Speech Emotion Recognition model using audio mel-spectrograms

This work is done by Team Gradient as part of course project for DA221M Aug-Nov 2024 IIT Guwahati. This project focuses on detecting emotions from speech using deep learning and audio preprocessing techniques like Mel-Spectrogram extraction. It combines exploratory analysis, model training, and result visualization for robust emotion classification.

📂 Directory Structure

EmoDetect_MelSpec/
│
├── metrics/                        # Visual results and final evaluation
│   ├── Final_metrics.png
│   └── Report_DS.pdf
│
├── notebook/                       # Jupyter notebook for training/experimentation
│   └── Speech_Emotion_Detection.ipynb
│
├── Dataset Links                   # Text file or markdown linking data sources
├── README.md                       # Project overview and documentation
├── Testing_model.jpg              # Model architecture or testing visualization
├── app.py                          # Script for running predictions/inference
└── requirements.txt

📄 Description

This project implements a Speech Emotion Recognition (SER) system that classifies emotional states from spoken audio using Mel-spectrograms and deep learning architectures. The core objective is to enhance human-robot interaction by enabling machines to understand emotional context from speech.

The system leverages EfficientNetB7 and ResNet models fine-tuned on spectrogram representations of audio signals. It supports both binary and multiclass emotion classification tasks and includes an end-to-end pipeline from preprocessing to inference.

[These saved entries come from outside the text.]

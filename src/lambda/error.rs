//! Error types for the Lambda Cloud client.

use thiserror::Error;

/// Errors raised by [`crate::lambda::LambdaClient`].
#[derive(Clone, Debug, Error, Eq, PartialEq)]
pub enum LambdaError {
    /// Raised when the HTTP client cannot be constructed.
    #[error("failed to build HTTP client: {message}")]
    Client {
        /// Message from the HTTP stack.
        message: String,
    },
    /// Raised when a request cannot be sent or its body cannot be read,
    /// including timeouts.
    #[error("request to {path} failed: {message}")]
    Transport {
        /// API path that was called.
        path: String,
        /// Message from the HTTP stack.
        message: String,
    },
    /// Raised when the API answers with a status of 400 or above.
    #[error("API request failed: {status} {body}")]
    Api {
        /// Status line, for example `404 Not Found`.
        status: String,
        /// Raw response body.
        body: String,
    },
    /// Raised when a successful response body does not match the expected shape.
    #[error("failed to decode response from {path}: {message}")]
    Decode {
        /// API path that was called.
        path: String,
        /// Decoder message.
        message: String,
    },
    /// Raised when a launch succeeds but returns no instance identifiers.
    #[error("no instance IDs returned")]
    MissingInstanceIds,
}
//! The `down` state machine: terminate, then best-effort credential cleanup.

use tracing::{debug, info, warn};

use crate::keys::remove_key_pair;
use crate::probe::SshProbe;
use crate::provider::Provider;

use super::ownership::{find_live_instance, owned_by_run};
use super::{DeployerError, LambdaDeployer};

impl<P, S> LambdaDeployer<P, S>
where
    P: Provider,
    S: SshProbe,
{
    /// Terminates the run's instance and cleans up its key pair.
    ///
    /// Only a missing API key, the instance listing, and the termination
    /// request can fail the operation. Key cleanup problems are logged.
    /// Running `down` when nothing exists succeeds. Launch settings are not
    /// validated here, so teardown works even with a broken configuration.
    pub(super) async fn run_down(&self) -> Result<(), DeployerError<P::Error>> {
        self.config.require_api_key()?;
        let identity = self.session.identity();

        let instances = self
            .provider
            .list_instances()
            .await
            .map_err(|source| DeployerError::Provider {
                operation: "list instances",
                source,
            })?;

        if let Some(instance) = find_live_instance(&instances, identity) {
            info!(instance = identity, instance_id = %instance.id, "terminating instance");
            self.provider
                .terminate_instance(&instance.id)
                .await
                .map_err(|source| DeployerError::Provider {
                    operation: "terminate instance",
                    source,
                })?;
        } else {
            info!(instance = identity, "no running instance found");
        }

        self.remove_remote_key().await;
        self.remove_local_keys();
        Ok(())
    }

    async fn remove_remote_key(&self) {
        let identity = self.session.identity();
        let candidate = self.session.key_name().unwrap_or(identity);
        if !owned_by_run(candidate, identity) {
            debug!(key = candidate, "SSH key was not created by this run, leaving it registered");
            return;
        }

        let keys = match self.provider.list_keys().await {
            Ok(keys) => keys,
            Err(err) => {
                warn!(key = candidate, error = %err, "failed to list SSH keys during cleanup");
                return;
            }
        };
        let Some(key) = keys.iter().find(|key| key.name == candidate) else {
            info!(key = candidate, "SSH key not registered, nothing to delete");
            return;
        };

        match self.provider.delete_key(&key.id).await {
            Ok(()) => info!(key = candidate, key_id = %key.id, "deleted SSH key"),
            Err(err) => warn!(key = candidate, error = %err, "failed to delete SSH key"),
        }
    }

    fn remove_local_keys(&self) {
        let paths = self.key_paths();
        if let Err(err) = remove_key_pair(&paths) {
            warn!(error = %err, "failed to remove local key files");
        }
    }
}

🧩 Project Structure and Methodology

The following outlines the core components and their corresponding locations based on the current repository:

Dataset Preprocessing
- Implemented within the notebook:
  📁 notebook/Speech_Emotion_Detection.ipynb
- Functions include:
  - Audio loading and trimming
  - Normalization
  - Label encoding
Spectrogram Generation and Model Pipeline
- Mel-Spectrogram Extraction and input preparation are carried out in the same notebook.
- Feature extraction and augmentation are applied before model training.
Model Training and Testing
- Training is implemented inside the Jupyter notebook.
- Models include deep CNNs based on EfficientNet and ResNet variants (training setup visible in Speech_Emotion_Detection.ipynb).
Visualization and Evaluation
- Performance metrics and confusion matrix are plotted in the notebook and stored in:
  📁 metrics/Final_metrics.png
- Intermediate results and insights are documented in:
  📁 metrics/Report_DS.pdf
Inference Script
- A standalone Python file for model inference is available:
  📄 app.py
- This script loads the trained model and processes new audio inputs for prediction.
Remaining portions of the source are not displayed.